Gaza
The novel takes the reader on a tour of life on the Gaza strip. What could have been a splendid Mediterranean paradise is actually a hellish place, because constant conflict between Israeli and Palestinian forces keep the town war-ravaged and paranoid. Gaza is seen through the lends of a medical practitioner, Izzeldin Abuelaish, who tries to help the wounded from the war from a refugee camp. Life in the Jabalia camp in Gaza is proof of the damage of war.
Warfare imagery
The doctor watched in horror as a bomb ripped through his home in Palestine and killed his three daughters, so he becomes a medical missionary for other people harmed by war. War is seen for its tangible aspects, like bomb blasts which continue through much of the book, and it is seen for its indirect effects, like the wounded and dying patients, and their stories of horror and agony, describing to the doctor (and therefore the reader as well) what war has done to them.
Medical imagery
The imagery of Dr. Abuelaish's medical practice is an inescapable part of the imagery of the novel, which adds some pretty gruesome detail to the story. This is proof of Dr. Abuelaish's martyrdom of war, which starts with the untimely deaths of his daughters and then continues with his attempt to help as many injured and dying patients as he can.
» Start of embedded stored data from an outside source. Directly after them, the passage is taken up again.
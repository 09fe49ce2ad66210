//! Run command for gorund - serve the build cache in the foreground

use crate::build::{BuildCache, GoCompiler};
use crate::config::{Config, ConfigManager};
use crate::error::GorunResult;
use crate::rpc::Server;
use std::sync::Arc;
use tokio::signal::unix::{signal, SignalKind};
use tracing::{info, warn};

/// Execute the run command, returning once a shutdown signal arrives
pub async fn execute(paths: &ConfigManager, config: &Config) -> GorunResult<()> {
    let compiler = Arc::new(GoCompiler::from_config(&config.build));
    let cache = Arc::new(BuildCache::new(paths.working_dir(), compiler));

    info!("Caching builds in {}", cache.cache_dir().display());
    Server::new(paths.socket_path(config), cache)
        .run(shutdown_signal())
        .await
}

/// Completes on SIGTERM or SIGINT
async fn shutdown_signal() {
    let mut terminate = match signal(SignalKind::terminate()) {
        Ok(terminate) => terminate,
        Err(e) => {
            warn!("Cannot listen for SIGTERM: {}", e);
            let _ = tokio::signal::ctrl_c().await;
            return;
        }
    };

    tokio::select! {
        _ = terminate.recv() => info!("Received SIGTERM, shutting down"),
        _ = tokio::signal::ctrl_c() => info!("Received SIGINT, shutting down"),
    }
}
//! Wire types for the gorund socket
//!
//! Each connection carries exactly one newline-terminated JSON request and
//! one newline-terminated JSON response.

use crate::build::BuildContext;
use crate::config::DIRECTORY_ENV_KEY;
use crate::error::{GorunError, GorunResult};
use serde::de::DeserializeOwned;
use serde::{Deserialize, Serialize};
use tokio::io::{AsyncBufRead, AsyncBufReadExt, AsyncReadExt, AsyncWrite, AsyncWriteExt};

/// Longest message line accepted from a peer, newline included
pub const MAX_MESSAGE_BYTES: usize = 4 * 1024 * 1024;

/// A request sent to gorund
#[derive(Debug, Clone, PartialEq, Eq, Serialize, Deserialize)]
#[serde(tag = "op", rename_all = "snake_case")]
pub enum Request {
    /// Return the cached executable, compiling on a miss
    GetExecutable(ExecutableRequest),
    /// Compile again and replace the cached executable
    RebuildExecutable(ExecutableRequest),
}

/// Package plus the caller's full environment
#[derive(Debug, Clone, PartialEq, Eq, Serialize, Deserialize)]
pub struct ExecutableRequest {
    /// Package path as passed to `go build`
    pub package: String,

    /// Caller environment as `KEY=VALUE` entries
    pub env: Vec<String>,
}

impl ExecutableRequest {
    /// Create a request
    pub fn new(package: impl Into<String>, env: Vec<String>) -> Self {
        Self {
            package: package.into(),
            env,
        }
    }

    /// Build context: the package resolved in the caller's `PWD`
    pub fn context(&self) -> BuildContext {
        BuildContext::new(
            self.package.clone(),
            value_from_env(DIRECTORY_ENV_KEY, &self.env),
        )
    }
}

/// Reply to [`Request::GetExecutable`]
///
/// `executable` is empty on failure and `compilation_output` holds the
/// diagnostics.
#[derive(Debug, Clone, Default, PartialEq, Eq, Serialize, Deserialize)]
#[serde(rename_all = "camelCase")]
pub struct ExecutableResponse {
    pub executable: String,
    #[serde(default)]
    pub compilation_output: String,
}

/// Reply to [`Request::RebuildExecutable`]
#[derive(Debug, Clone, PartialEq, Eq, Serialize, Deserialize)]
pub struct RebuildResponse {
    pub ok: bool,
    #[serde(default)]
    pub error: Option<String>,
}

/// Reply to a request the server could not parse
#[derive(Debug, Clone, PartialEq, Eq, Serialize, Deserialize)]
pub struct ErrorResponse {
    pub error: String,
}

/// Any reply the server writes
#[derive(Debug, Clone, PartialEq, Eq, Serialize)]
#[serde(untagged)]
pub enum Response {
    Executable(ExecutableResponse),
    Rebuild(RebuildResponse),
    Error(ErrorResponse),
}

/// Value of `key` in a `KEY=VALUE` list.
///
/// The first match wins, values may themselves contain `=`, entries without
/// `=` are skipped and a missing key yields an empty string.
pub fn value_from_env<'a>(key: &str, env: &'a [String]) -> &'a str {
    env.iter()
        .filter_map(|entry| entry.split_once('='))
        .find(|(k, _)| *k == key)
        .map(|(_, v)| v)
        .unwrap_or("")
}

/// Serialize `message` as one JSON line
pub async fn write_message<W, T>(writer: &mut W, message: &T) -> GorunResult<()>
where
    W: AsyncWrite + Unpin,
    T: Serialize,
{
    let mut line = serde_json::to_vec(message)?;
    line.push(b'\n');
    writer
        .write_all(&line)
        .await
        .map_err(|e| GorunError::io("writing message", e))?;
    writer
        .flush()
        .await
        .map_err(|e| GorunError::io("flushing message", e))
}

/// Read one JSON line; `None` if the peer closed without sending anything
///
/// Lines longer than [`MAX_MESSAGE_BYTES`] are rejected without buffering
/// the rest.
pub async fn read_line<R>(reader: &mut R) -> GorunResult<Option<String>>
where
    R: AsyncBufRead + Unpin,
{
    let mut line = String::new();
    let read = reader
        .take(MAX_MESSAGE_BYTES as u64 + 1)
        .read_line(&mut line)
        .await
        .map_err(|e| GorunError::io("reading message", e))?;

    if read > MAX_MESSAGE_BYTES {
        return Err(GorunError::Protocol(format!(
            "message exceeds {} bytes",
            MAX_MESSAGE_BYTES
        )));
    }
    Ok((read > 0).then_some(line))
}

/// Decode a reply, surfacing server-side [`ErrorResponse`]s as errors
pub fn decode_reply<T: DeserializeOwned>(line: &str) -> GorunResult<T> {
    match serde_json::from_str::<T>(line) {
        Ok(reply) => Ok(reply),
        Err(e) => match serde_json::from_str::<ErrorResponse>(line) {
            Ok(ErrorResponse { error }) => Err(GorunError::Server(error)),
            Err(_) => Err(GorunError::Protocol(format!("invalid reply: {}", e))),
        },
    }
}
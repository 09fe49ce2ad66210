//! Starting gorund on demand when the client cannot reach it

use crate::config::schema::AutoStart;
use crate::config::{Config, ConfigManager, CONFIG_ENV, WORKING_DIR_ENV};
use crate::error::{GorunError, GorunResult};
use crate::rpc::Client;
use crate::ui::{self, UiContext};
use std::path::PathBuf;
use std::time::Duration;
use tokio::process::Command;
use tracing::{debug, info};

const READY_POLL_INTERVAL: Duration = Duration::from_millis(10);
const READY_POLL_ATTEMPTS: u32 = 100;

/// Offer to start gorund after `unreachable`, then wait for its socket
///
/// Returns `unreachable` unchanged when starting is declined or disabled,
/// so the caller reports the original failure.
pub(crate) async fn start_daemon(
    ctx: &UiContext,
    paths: &ConfigManager,
    config: &Config,
    client: &Client,
    unreachable: GorunError,
) -> GorunResult<()> {
    ui::step_warn(ctx, "gorund appears to not be running");
    let approved = match config.client.auto_start {
        AutoStart::Never => false,
        AutoStart::Always => true,
        AutoStart::Prompt => ui::confirm(ctx, "Start up gorund?", false).await?,
    };
    if !approved {
        return Err(unreachable);
    }

    let gorund = gorund_path();
    debug!("Starting {}", gorund.display());
    let output = Command::new(&gorund)
        .arg("start")
        .env(WORKING_DIR_ENV, paths.working_dir())
        .env(CONFIG_ENV, paths.config_path())
        .output()
        .await
        .map_err(|source| GorunError::SpawnFailed {
            command: format!("{} start", gorund.display()),
            source,
        })?;

    if !output.status.success() {
        let stderr = String::from_utf8_lossy(&output.stderr);
        return Err(GorunError::User(format!(
            "gorund start failed: {}",
            stderr.trim()
        )));
    }

    wait_until_reachable(client).await?;
    info!("gorund is up at {}", client.socket().display());
    ui::step_ok(ctx, "Started gorund");
    Ok(())
}

/// Poll the socket until the new server accepts connections
async fn wait_until_reachable(client: &Client) -> GorunResult<()> {
    for _ in 0..READY_POLL_ATTEMPTS {
        if client.is_reachable().await {
            return Ok(());
        }
        tokio::time::sleep(READY_POLL_INTERVAL).await;
    }

    Err(GorunError::User(format!(
        "gorund did not start listening on {}",
        client.socket().display()
    )))
}

/// `gorund` next to the running executable, else whatever `PATH` finds
fn gorund_path() -> PathBuf {
    std::env::current_exe()
        .ok()
        .and_then(|exe| exe.parent().map(|dir| dir.join("gorund")))
        .filter(|candidate| candidate.is_file())
        .unwrap_or_else(|| PathBuf::from("gorund"))
}

#[cfg(test)]
mod tests {
    use super::*;
    use crate::config::schema::ClientConfig;
    use tempfile::TempDir;

    fn unreachable(socket: PathBuf) -> GorunError {
        GorunError::ChannelUnreachable {
            socket,
            source: std::io::Error::from(std::io::ErrorKind::NotFound),
        }
    }

    #[tokio::test]
    async fn declined_start_returns_original_error() {
        let dir = TempDir::new().unwrap();
        let paths = ConfigManager::with_working_dir(dir.path().to_path_buf());
        let socket = dir.path().join("gorun.sock");
        let client = Client::new(&socket);

        for auto_start in [AutoStart::Never, AutoStart::Prompt] {
            let config = Config {
                client: ClientConfig {
                    auto_start,
                    ..ClientConfig::default()
                },
                ..Config::default()
            };
            let err = start_daemon(
                &UiContext::non_interactive(),
                &paths,
                &config,
                &client,
                unreachable(socket.clone()),
            )
            .await
            .unwrap_err();
            assert!(err.is_unreachable());
        }
    }

    #[tokio::test]
    async fn wait_gives_up_without_server() {
        let dir = TempDir::new().unwrap();
        let client = Client::new(dir.path().join("gorun.sock"));

        let err = wait_until_reachable(&client).await.unwrap_err();
        assert!(err.to_string().contains("did not start listening"));
    }
}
Perhaps the most obvious feature of this medical imagery is death, because death is what motivates him to help as many as he can.
Hatred through imagery
The novel includes a lot of imagery designed to evoke hatred in the reader, because the thematic center of the novel (as suggested by the title) is that the doctor refuses to be "infected" by the viral problem of hatred, which infects those whom it affects. For instance, he is tempted to hate the Israeli insurrectionists when they murder his daughters, and then again and again as that emotional wound is revisited as he listens to the horror stories of those who pass through his makeshift hospital.